Straight leg raise: Bend the other leg that has not undergone surgery by raising the knee and keeping the foot flat on the bed. Keep the leg that has undergone surgery straight and about six to ten inches off the bed. Hold this position for about ten seconds and then lower the leg slowly to the bed and repeat twenty times. This exercise promotes strength of the quadriceps and flexor muscles.


Terminal knee extension: Tighten the quadriceps muscle and straighten the knee by lifting the heel off the bed. Hold the muscle contraction for about ten seconds and then slowly lower the heel to the bed. This exercise promotes muscle activity and increases knee extension.


Pillow squeeze: Place a pillow between the knees and squeeze the pillow and hold for a count of ten. Relax for a short period of time and repeat the exercise twenty times. This exercise strengthens the hip and groin muscles.


All types of sports and stressful activities should be avoided. Weight lifting, jumping from heights, falls and exercises with machines are dangerous and should be avoided. As such it is recommended not to lift more than forty pounds. It is advised to start the exercises as soon as the patient is able. Although the patient may feel uncomfortable at first, these exercises will certainly speed the recovery process and help diminish the post operative pain.


Knee replacement alternatives


A knee replacement surgery can be construed as the last resort of defense for arthritis of the knee. There are several other treatment options and alternatives as not every patient is suitable to undergo knee replacement surgery due to age or declining health and other related factors.


  • Alternative treatments range from home therapies to exercise, medications, injections, bracing and arthroscopy. These treatments either individually or in conjunction help prolong or even eliminate the need for knee replacement.

  • Medications such as Ibuprofen help to decrease the amount of inflammation in the joint.
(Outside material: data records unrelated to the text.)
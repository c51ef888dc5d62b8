use axum::http::StatusCode;

use crate::tests::helper;

#[tokio::test]
async fn test_check_token() {
    let mut app = helper::setup_test_app();

    let template = helper::create_template(&mut app, "Demo", "https://x.test/r?token=").await;
    let link = helper::issue_link(&mut app, &template.id).await.link;

    // fresh link
    let (status_code, body) = helper::check_token(&mut app, &format!("?token={}", link.token)).await;
    assert_eq!(StatusCode::OK, status_code);
    assert_eq!(Some(true), body["data"]["valid"].as_bool());
    assert_eq!(Some(link.token.as_str()), body["data"]["token"].as_str());

    // unknown token
    let (status_code, body) = helper::check_token(&mut app, "?token=unknown").await;
    assert_eq!(StatusCode::OK, status_code);
    assert_eq!(Some(false), body["data"]["valid"].as_bool());

    // used link
    let (status_code, _, _) = helper::maybe_update_link_status(&mut app, &link.id, "used").await;
    assert_eq!(StatusCode::OK, status_code);

    let (status_code, body) = helper::check_token(&mut app, &format!("?token={}", link.token)).await;
    assert_eq!(StatusCode::OK, status_code);
    assert_eq!(Some(false), body["data"]["valid"].as_bool());
}

#[tokio::test]
async fn test_check_token_missing() {
    let mut app = helper::setup_test_app();

    let (status_code, body) = helper::check_token(&mut app, "").await;
    assert_eq!(StatusCode::BAD_REQUEST, status_code);
    assert_eq!(Some("`token` is required"), body["error"].as_str());

    let (status_code, _) = helper::check_token(&mut app, "?token=").await;
    assert_eq!(StatusCode::BAD_REQUEST, status_code);
}

#[tokio::test]
async fn test_check_token_by_link() {
    let mut app = helper::setup_test_app();

    let template = helper::create_template(&mut app, "Demo", "https://x.test/r?token=").await;
    let link = helper::issue_link(&mut app, &template.id).await.link;

    let query = format!(
        "?link=https%3A%2F%2Fx.test%2Fr%3Ftoken%3D{}",
        link.token
    );
    let (status_code, body) = helper::check_token(&mut app, &query).await;
    assert_eq!(StatusCode::OK, status_code);
    assert_eq!(Some(true), body["data"]["valid"].as_bool());
    assert_eq!(Some(link.token.as_str()), body["data"]["token"].as_str());

    // link without a token
    let (status_code, _) = helper::check_token(&mut app, "?link=https%3A%2F%2Fx.test%2Fr").await;
    assert_eq!(StatusCode::BAD_REQUEST, status_code);
}

#[tokio::test]
async fn test_check_token_empty_token_with_link() {
    let mut app = helper::setup_test_app();

    let template = helper::create_template(&mut app, "Demo", "https://x.test/r?token=").await;
    let link = helper::issue_link(&mut app, &template.id).await.link;

    let query = format!(
        "?token=&link=https%3A%2F%2Fx.test%2Fr%3Ftoken%3D{}",
        link.token
    );
    let (status_code, body) = helper::check_token(&mut app, &query).await;
    assert_eq!(StatusCode::OK, status_code);
    assert_eq!(Some(true), body["data"]["valid"].as_bool());
    assert_eq!(Some(link.token.as_str()), body["data"]["token"].as_str());
}
//! API request helpers
//!
//! Wrappers around the Axum extractors, turning their rejections into API errors

use axum::extract::FromRequest;
use axum::extract::FromRequestParts;
use axum::extract::Json;
use axum::extract::Path;
use axum::extract::Query;
use axum::extract::Request;
use axum::extract::rejection::JsonRejection;
use axum::extract::rejection::PathRejection;
use axum::extract::rejection::QueryRejection;
use axum::http::request::Parts;
use serde::de::DeserializeOwned;

use super::Error;

fn parse_json<J>(json: Result<Json<J>, JsonRejection>) -> Result<J, Error> {
    match json {
        Ok(Json(json)) => Ok(json),
        Err(err) => match err {
            JsonRejection::JsonDataError(err) => {
                Err(Error::bad_request("Data error").with_description(err.body_text()))
            }
            JsonRejection::JsonSyntaxError(err) => {
                let description = std::error::Error::source(&err)
                    .map_or_else(|| err.body_text(), |source| source.to_string());

                Err(Error::bad_request("JSON syntax error").with_description(description))
            }
            JsonRejection::MissingJsonContentType(_err) => Err(Error::bad_request(
                "Missing `application/json` content type",
            )),
            JsonRejection::BytesRejection(err) => {
                Err(Error::bad_request("Invalid characters in JSON").with_description(err))
            }
            err => Err(Error::bad_request("Unknown JSON error").with_description(err)),
        },
    }
}

/// Wrapper for the JSON extractor
pub struct Form<F>(pub F);

impl<S, F> FromRequest<S> for Form<F>
where
    S: Send + Sync,
    F: DeserializeOwned,
{
    type Rejection = Error;

    async fn from_request(req: Request, state: &S) -> Result<Self, Self::Rejection> {
        let json = Json::<F>::from_request(req, state).await;

        parse_json(json).map(Form)
    }
}

fn parse_path<P>(path: Result<Path<P>, PathRejection>) -> Result<P, Error> {
    match path {
        Ok(Path(path)) => Ok(path),
        Err(err) => match err {
            PathRejection::FailedToDeserializePathParams(err) => {
                Err(Error::bad_request("Invalid path parameter").with_description(err))
            }
            PathRejection::MissingPathParams(err) => {
                Err(Error::bad_request("Missing path parameter").with_description(err))
            }
            err => Err(Error::bad_request("Unknown path error").with_description(err)),
        },
    }
}

/// Wrapper for the path extractor
pub struct PathParameters<P>(pub P);

impl<S, P> FromRequestParts<S> for PathParameters<P>
where
    S: Send + Sync,
    P: DeserializeOwned + Send,
{
    type Rejection = Error;

    async fn from_request_parts(parts: &mut Parts, state: &S) -> Result<Self, Self::Rejection> {
        let path = Path::<P>::from_request_parts(parts, state).await;

        parse_path(path).map(PathParameters)
    }
}

fn parse_query<Q>(query: Result<Query<Q>, QueryRejection>) -> Result<Q, Error> {
    match query {
        Ok(Query(query)) => Ok(query),
        Err(err) => match err {
            QueryRejection::FailedToDeserializeQueryString(err) => {
                Err(Error::bad_request("Invalid query parameter").with_description(err))
            }
            err => Err(Error::bad_request("Unknown query error").with_description(err)),
        },
    }
}

/// Wrapper for the query string extractor
pub struct QueryParameters<Q>(pub Q);

impl<S, Q> FromRequestParts<S> for QueryParameters<Q>
where
    S: Send + Sync,
    Q: DeserializeOwned,
{
    type Rejection = Error;

    async fn from_request_parts(parts: &mut Parts, state: &S) -> Result<Self, Self::Rejection> {
        let query = Query::<Q>::from_request_parts(parts, state).await;

        parse_query(query).map(QueryParameters)
    }
}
Recent advances in medicinal research has thrown open several specific medications to arthritis pain which exhibit fewer side effects.

  • Another alternative line of treatment is localized injections to the arthritic joints which have proven very effective for the degenerative knee. This is a painless procedure. As such there are two different types of injections available; one is the potent anti-inflammatory ones administered in the joint itself. The other is lubricating injections which are typically made of hyaluronic acid that is responsible for elasticity, lubrication and joint motion in a healthy knee. Such injections are effective for approximately a six month period and they can be repeated when they work. Injections also provide significant pain relief and delay the progression of osteoarthritis.
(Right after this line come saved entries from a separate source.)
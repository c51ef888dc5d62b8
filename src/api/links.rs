//! Links API endpoints
//!
//! Issuing links from a template and keeping track of them

use axum::Extension;
use serde::Deserialize;
use serde::Serialize;
use uuid::Uuid;

use crate::links::GeneratedLink;
use crate::links::LinkStats;
use crate::links::LinkStatus;
use crate::storage::Storage;
use crate::storage::UpdateLinkValues;
use crate::sync::Recorder;
use crate::sync::SyncError;
use crate::utils::format_timestamp;

use super::Error;
use super::Form;
use super::Operator;
use super::PathParameters;
use super::QueryParameters;
use super::Success;
use super::templates::fetch_template;

/// Link response going to the user
#[derive(Debug, Serialize)]
#[serde(rename_all = "camelCase")]
pub struct LinkResponse {
    /// Link ID
    pub id: Uuid,

    /// Template the link was minted from
    pub template_id: Uuid,

    /// Name of the template at the time of minting
    pub template_name: String,

    /// The token of the link
    pub token: String,

    /// Base URL of the template followed by the token
    pub full_url: String,

    /// `new` or `used`
    pub status: LinkStatus,

    /// Creation date, `YYYY-MM-DD HH:MM`
    pub created_at: String,
}

impl LinkResponse {
    /// Create a response from a [`GeneratedLink`](GeneratedLink)
    fn from_link(link: GeneratedLink) -> Self {
        Self {
            id: link.id,
            template_id: link.template_id,
            template_name: link.template_name,
            token: link.token,
            full_url: link.full_url,
            status: link.status,
            created_at: format_timestamp(&link.created_at),
        }
    }

    /// Create a response from multiple [`GeneratedLink`](GeneratedLink)s
    fn from_link_multiple(links: Vec<GeneratedLink>) -> Vec<Self> {
        links.into_iter().map(Self::from_link).collect()
    }
}

/// Outcome of recording a new link externally
#[derive(Debug, Serialize)]
#[serde(tag = "status", rename_all = "kebab-case")]
pub enum SyncOutcome {
    /// The recording endpoint accepted the link
    Recorded,

    /// No recording endpoint is configured
    Skipped,

    /// Recording failed, the link is kept anyway
    Failed {
        /// What went wrong
        error: String,
    },
}

impl SyncOutcome {
    fn from_result(result: Result<(), SyncError>) -> Self {
        match result {
            Ok(()) => SyncOutcome::Recorded,
            Err(err) => SyncOutcome::Failed {
                error: err.to_string(),
            },
        }
    }
}

/// Response of issuing a link
#[derive(Debug, Serialize)]
pub struct IssuedLinkResponse {
    /// The new link, stored regardless of the sync outcome
    pub link: LinkResponse,

    /// Outcome of recording the link externally
    pub sync: SyncOutcome,
}

/// Issue a new link from a template
///
/// The link is stored first, then recorded at the sync endpoint. A failed recording is reported
/// in `sync` but does not undo the link.
///
/// Request:
/// ```sh
/// curl -v -XPOST -H 'Authorization: Bearer tokentokentoken' \
///     http://localhost:6000/api/templates/<uuid>/links
/// ```
///
/// Response:
/// ```json
/// { "data": { "link": { "id": "<uuid>", "fullUrl": "https://x.test/r?token=<token>" ... },
///             "sync": { "status": "recorded" } } }
/// ```
pub async fn issue(
    Extension(storage): Extension<Storage>,
    Extension(recorder): Extension<Recorder>,
    _operator: Operator,
    PathParameters(template_id): PathParameters<Uuid>,
) -> Result<Success<IssuedLinkResponse>, Error> {
    let template = fetch_template(&storage, &template_id).await?;

    let link = storage
        .issue_link(&template)
        .await
        .ok_or_else(|| Error::not_found("Template not found"))?;

    tracing::info!(r#"Link issued for template "{}""#, template.name);

    let sync = match recorder.spawn_record(link.clone()) {
        Some(task) => {
            let result = task.await.unwrap_or_else(|err| Err(SyncError::from(err)));

            SyncOutcome::from_result(result)
        }
        None => SyncOutcome::Skipped,
    };

    Ok(Success::created(IssuedLinkResponse {
        link: LinkResponse::from_link(link),
        sync,
    }))
}

/// Filters for the links list
#[derive(Debug, Deserialize)]
pub struct ListLinksQuery {
    /// Only links with this status
    status: Option<LinkStatus>,
}

/// List all links, most recent first
///
/// Request:
/// ```sh
/// curl -v -H 'Authorization: Bearer tokentokentoken' \
///     'http://localhost:6000/api/links?status=new'
/// ```
pub async fn list(
    Extension(storage): Extension<Storage>,
    _operator: Operator,
    QueryParameters(query): QueryParameters<ListLinksQuery>,
) -> Result<Success<Vec<LinkResponse>>, Error> {
    let links = storage.find_all_links(query.status).await;

    Ok(Success::ok(LinkResponse::from_link_multiple(links)))
}

/// Counts of all links by status
///
/// Request:
/// ```sh
/// curl -v -H 'Authorization: Bearer tokentokentoken' \
///     http://localhost:6000/api/links/stats
/// ```
///
/// Response:
/// ```json
/// { "data": { "total": 3, "new": 2, "used": 1 } }
/// ```
pub async fn stats(
    Extension(storage): Extension<Storage>,
    _operator: Operator,
) -> Result<Success<LinkStats>, Error> {
    Ok(Success::ok(storage.link_stats().await))
}

/// Get a single link
pub async fn single(
    Extension(storage): Extension<Storage>,
    _operator: Operator,
    PathParameters(link_id): PathParameters<Uuid>,
) -> Result<Success<LinkResponse>, Error> {
    fetch_link(&storage, &link_id)
        .await
        .map(|link| Success::ok(LinkResponse::from_link(link)))
}

/// Update link form
#[derive(Debug, Deserialize)]
pub struct UpdateLinkForm {
    /// New status, `new` (or `active`) or `used`
    status: LinkStatus,
}

/// Update the status of a link based on the [`UpdateLinkForm`](UpdateLinkForm) form
///
/// Request:
/// ```sh
/// curl -v -XPATCH -H 'Content-Type: application/json' \
///     -H 'Authorization: Bearer tokentokentoken' \
///     -d '{ "status": "used" }' \
///     http://localhost:6000/api/links/<uuid>
/// ```
pub async fn update(
    Extension(storage): Extension<Storage>,
    _operator: Operator,
    PathParameters(link_id): PathParameters<Uuid>,
    Form(form): Form<UpdateLinkForm>,
) -> Result<Success<LinkResponse>, Error> {
    let link = fetch_link(&storage, &link_id).await?;

    let values = UpdateLinkValues {
        status: form.status,
    };

    let updated_link = storage
        .update_link(&link, &values)
        .await
        .ok_or_else(|| Error::not_found("Link not found"))?;

    tracing::info!("Link {} marked {}", updated_link.id, updated_link.status.as_str());

    Ok(Success::ok(LinkResponse::from_link(updated_link)))
}

/// Fetch link from storage
async fn fetch_link(storage: &Storage, link_id: &Uuid) -> Result<GeneratedLink, Error> {
    storage
        .find_single_link_by_id(link_id)
        .await
        .ok_or_else(|| Error::not_found("Link not found"))
}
  • Drugs such as glucosamine and chondroitin sulfate or a combination of the two are gaining abundant popularity these days. They decrease inflammation and preserve the cartilage. Both these drugs are considered safe and they are sold over the counter. They are expensive and most insurance companies do not pay for them.

  • Specialized braces can be very useful in knee arthritis. These braces are designed to create forces which help transfer the stress from one area of the knee where the cartilage is weak to another area which is in reasonably good shape. But braces are uncomfortable and they are contraindicated in patients who are obese, have increased risk of skin breakdown.

  • Arthroscopy or the knee scope is another way of reducing pain associated with arthritis. Small incisions are made around the knee to evaluate with the help of camera and 'clean up the knee'. Degenerative cartilage is trimmed and inflammation is significantly reduced. But the disadvantage of arthroscopy is that its benefit decreases as the degree of arthritis increases, so much so that even an advance arthroscopy may have very little value.

In the past during a knee replacement surgery the orthopedic surgeon would make adjustments in order to make a traditional knee implant fit a woman. Whereas recently there knee implants are so designed to fit that lady patient perfectly working on the distinct anatomical difference between women and men.